Online Network Traffic Classification Based on External Attention and Convolution by IP Packet Header

TL;DR

This paper introduces a novel online network traffic classification method using only IP packet headers, employing an external attention and convolution mixed model to achieve high accuracy and real-time performance while protecting user privacy.

Contribution

It proposes a new ECM model combining external attention and convolution for efficient, privacy-preserving, and accurate online network traffic classification based solely on IP packet headers.

Findings

ECM achieves up to 98.39% accuracy on one dataset.

ECM reduces classification delay to meet real-time requirements.

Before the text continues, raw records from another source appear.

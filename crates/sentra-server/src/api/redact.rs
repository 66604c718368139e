//! Error and warning detail shown to API callers.
//!
//! Authenticated callers see each message truncated and HTML-escaped.
//! Anonymous callers only learn that something went wrong.

use crate::middleware::Caller;

const MAX_DETAIL_CHARS: usize = 200;
const GENERIC_FAILURE: &str = "run failed";
const GENERIC_WARNING: &str = "run completed with warnings";

fn escape_html(raw: &str) -> String {
    let mut out = String::with_capacity(raw.len());
    for ch in raw.chars() {
        match ch {
            '&' => out.push_str("&amp;"),
            '<' => out.push_str("&lt;"),
            '>' => out.push_str("&gt;"),
            '"' => out.push_str("&quot;"),
            '\'' => out.push_str("&#x27;"),
            _ => out.push(ch),
        }
    }
    out
}

fn truncate(raw: &str) -> String {
    match raw.char_indices().nth(MAX_DETAIL_CHARS) {
        Some((idx, _)) => format!("{}...", &raw[..idx]),
        None => raw.to_string(),
    }
}

fn detail(messages: &[String]) -> Vec<String> {
    messages.iter().map(|m| escape_html(&truncate(m))).collect()
}

fn generic(messages: &[String], placeholder: &str) -> Vec<String> {
    if messages.is_empty() {
        Vec::new()
    } else {
        vec![placeholder.to_string()]
    }
}

pub(super) fn errors_for(caller: Caller, errors: &[String]) -> Vec<String> {
    match caller {
        Caller::Authenticated => detail(errors),
        Caller::Anonymous => generic(errors, GENERIC_FAILURE),
    }
}

pub(super) fn warnings_for(caller: Caller, warnings: &[String]) -> Vec<String> {
    match caller {
        Caller::Authenticated => detail(warnings),
        Caller::Anonymous => generic(warnings, GENERIC_WARNING),
    }
}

IP header information is effective for traffic classification.

Abstract

Network traffic classification is an important part of network monitoring and network management. Three traditional methods for network traffic classification are flow-based, session-based, and packet-based, while flow-based and session-based methods cannot meet the real-time requirements and existing packet-based methods will violate user's privacy. To solve the above problems, we propose a network traffic classification method only by the IP packet header, which satisfies the requirements of both the user's privacy protection and online classification performances. Through statistical analyses, we find that IP packet header information is effective on the network traffic classification tasks and this conclusion is also demonstrated by experiments. Furthermore, we propose a novel external attention and convolution mixed (ECM) model for online network traffic classification. This model adopts both low-computational complexity external attention and convolution to respectively extract the byte-level and packet-level characteristics for traffic classification. Therefore, it can achieve high classification accuracy and low time consumption. The experiments show that ECM can achieve the highest classification accuracy and the lowest delay, compared with other state-of-art models. The accuracy can respectively achieve 98.39% and 95.57% on two datasets and the classification time is shorten to meet the real-time requirements.